Japón sufre una gran crisis por la escasez de papitas y esta es la razón

Hoy en día, comprar una bolsa de papitas se siente como si se estuviera pagando por aire muy caro. Pero nosotros no somos el único país que sufre por una crisis de esta índole; Japón se encuentra en una situación peor, ya que ahora mismo es virtualmente imposible que las personas se hagan de la botana por métodos comunes.

Japón se quedó sin papas debido al mal clima

El país del sol naciente está atravesando una baja producción de papas debido a los tifones que lo azotaron el año pasado y los daños colaterales fueron más graves de lo esperado. Según lo que dicen algunos reportes, el pasado 10 de abril, una marca japonesa llamada Calbee anunció la suspensión de la producción de 15 variedades de papas fritas por tiempo indefinido, teniendo como consecuencia un aumento exagerado en el precio de dichos productos.

Obvio la banda nipona está que se la lleva la… y ha estado publicando su tristeza en sus redes sociales. A juzgar por las imágenes (que la neta, son muy fuertes), deberíamos sentirnos afortunados por tener lo poquito que se nos permite.

Oremos por Japón, chicos y chicas…

Lo que una vez se podía conseguir en tiendas o los estantes de supermercados por 300 yenes (34 pesos mexicanos), ahora se está subastando en Yahoo Japan por hasta 3 mil yenes, que equivalen a 508 pesotes. En eBay hay una promoción de dos paquetes de Calbee sabor pizza por 263 pesos, sólo por si les interesaba el ofertón.

Papas japonesas Calbee

Los problemas climatológicos también se suman a la lista de factores que impiden el libre cultivo del tubérculo en cuestión, ya que éste es totalmente diferente a la papa de mesa, cuya producción se da sin problemas en la isla de Hokkaido. Si a eso sumamos que el mercado japonés es sumamente proteccionista y siempre está poniendo peros a la entrada de productos agrícolas de otros países, es fácil asumir que el futuro botanero de aquel lugar se ve muy turbio.

¿Cuál es la razón por la que no se aceptan papas de otro país?

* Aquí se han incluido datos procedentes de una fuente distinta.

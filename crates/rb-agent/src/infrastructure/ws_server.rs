//! WebSocket server: accept loop and per-connection tasks.
//!
//! This module is responsible for:
//!
//! 1. Binding a TCP listener on the configured address.
//! 2. Upgrading each accepted connection to a WebSocket session.
//! 3. Passing every text frame to the shared [`AgentService`] and writing
//!    its reply back on the same connection.
//! 4. Stopping the accept loop when the `running` flag is cleared.
//!
//! # Shared state
//!
//! All connections share one `AgentService` behind a `tokio::sync::Mutex`,
//! so replay windows, rate limits and the pairing window are global to the
//! host.  Frames from one connection are handled strictly in arrival order.

use std::net::SocketAddr;
use std::sync::{
    atomic::{AtomicBool, Ordering},
    Arc,
};
use std::time::Duration;

use anyhow::Context;
use futures_util::{SinkExt, StreamExt};
use tokio::net::{TcpListener, TcpStream};
use tokio::sync::Mutex;
use tokio::time::timeout;
use tokio_tungstenite::{
    accept_async,
    tungstenite::{Error as WsError, Message as WsMessage},
};
use tracing::{debug, error, info, warn};

use crate::application::AgentService;

// ── Public API ────────────────────────────────────────────────────────────────

/// Runs the accept loop until `running` is set to `false`.
///
/// # Errors
///
/// Returns an error if the listener cannot be bound (e.g., the port is
/// already in use).
pub async fn run_server(
    bind_addr: SocketAddr,
    service: Arc<Mutex<AgentService>>,
    running: Arc<AtomicBool>,
) -> anyhow::Result<()> {
    let listener = TcpListener::bind(bind_addr)
        .await
        .with_context(|| format!("failed to bind WebSocket listener on {bind_addr}"))?;
    info!("agent listening on ws://{}", listener.local_addr().unwrap_or(bind_addr));

    serve(listener, service, running).await;
    Ok(())
}

/// Accepts connections on an already-bound listener.
///
/// Split from [`run_server`] so tests can bind port 0 and learn the address.
pub async fn serve(
    listener: TcpListener,
    service: Arc<Mutex<AgentService>>,
    running: Arc<AtomicBool>,
) {
    loop {
        if !running.load(Ordering::Relaxed) {
            info!("shutdown flag set; stopping accept loop");
            break;
        }

        // Short timeout so the flag is re-checked even without new devices.
        match timeout(Duration::from_millis(200), listener.accept()).await {
            Ok(Ok((stream, peer_addr))) => {
                info!("new device connection from {peer_addr}");
                let service = Arc::clone(&service);
                tokio::spawn(async move {
                    handle_device_session(stream, peer_addr, service).await;
                });
            }
            Ok(Err(e)) => error!("accept error: {e}"),
            Err(_) => {}
        }
    }
}

// ── Per-connection handler ────────────────────────────────────────────────────

async fn handle_device_session(
    raw_stream: TcpStream,
    peer_addr: SocketAddr,
    service: Arc<Mutex<AgentService>>,
) {
    match run_session(raw_stream, peer_addr, service).await {
        Ok(()) => info!("session {peer_addr} closed normally"),
        Err(e) => warn!("session {peer_addr} closed with error: {e:#}"),
    }
}

async fn run_session(
    raw_stream: TcpStream,
    peer_addr: SocketAddr,
    service: Arc<Mutex<AgentService>>,
) -> anyhow::Result<()> {
    let ws_stream = accept_async(raw_stream)
        .await
        .with_context(|| format!("WebSocket handshake failed with {peer_addr}"))?;
    debug!("WebSocket session established: {peer_addr}");

    let (mut ws_tx, mut ws_rx) = ws_stream.split();

    loop {
        let msg = match ws_rx.next().await {
            Some(Ok(msg)) => msg,
            Some(Err(WsError::ConnectionClosed | WsError::Protocol(_))) => {
                debug!("session {peer_addr}: WebSocket closed");
                break;
            }
            Some(Err(e)) => {
                return Err(e).with_context(|| format!("session {peer_addr}: read failed"));
            }
            None => break,
        };

        match msg {
            WsMessage::Text(text) => {
                let reply = service.lock().await.handle_frame(&text);
                if let Some(reply) = reply {
                    ws_tx
                        .send(WsMessage::Text(reply))
                        .await
                        .with_context(|| format!("session {peer_addr}: send failed"))?;
                }
            }
            WsMessage::Binary(_) => {
                warn!("session {peer_addr}: unexpected binary frame (ignored)");
            }
            WsMessage::Ping(data) => {
                ws_tx.send(WsMessage::Pong(data)).await.ok();
            }
            WsMessage::Close(_) => break,
            WsMessage::Pong(_) | WsMessage::Frame(_) => {}
        }
    }

    Ok(())
}

// ── Tests ─────────────────────────────────────────────────────────────────────

#[cfg(test)]
mod tests {
    use super::*;
    use crate::domain::AgentConfig;
    use crate::infrastructure::{InMemoryTrustStore, LoggingInputSink};

    fn service() -> Arc<Mutex<AgentService>> {
        let svc = AgentService::new(
            AgentConfig::default(),
            Box::new(InMemoryTrustStore::new()),
            Box::new(LoggingInputSink),
        )
        .unwrap();
        Arc::new(Mutex::new(svc))
    }

    #[tokio::test]
    async fn test_run_server_fails_on_port_in_use() {
        // Arrange: hold the port
        let holder = TcpListener::bind("127.0.0.1:0").await.unwrap();
        let addr = holder.local_addr().unwrap();

        // Act
        let result = run_server(addr, service(), Arc::new(AtomicBool::new(true))).await;

        // Assert
        assert!(result.is_err());
    }

    #[tokio::test]
    async fn test_serve_returns_when_not_running() {
        let listener = TcpListener::bind("127.0.0.1:0").await.unwrap();

        tokio::time::timeout(
            Duration::from_secs(2),
            serve(listener, service(), Arc::new(AtomicBool::new(false))),
        )
        .await
        .expect("serve should stop immediately");
    }
}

El argumento de Tokio, la capital de Japón, sostiene que la suciedad en los productos extranjeros frescos podría introducir plagas y eso representaría un enorme riesgo para las granjas japonesas. Gracias a eso, varias compañías de papitas tienen muchas broncas a la hora de importar productos frescos mediante el sistema de inspección vegetal y de cuarentena, que depende totalmente del Servicio de SAnidadVegetal del Ministerio de Agricultura, Pesca y Alimentos.

Para no hacer este choro más grande, no quieren cultivar papas en sus propias tierras y tampoco aceptan las de otro lugar.

No sabemos cómo es que aquel país va a lidiar con una situación tan incómoda. Por otra parte, es inevitable preguntarse qué tanto deben de amar la comida chatarra para estar comprándola a precios tan exagerados.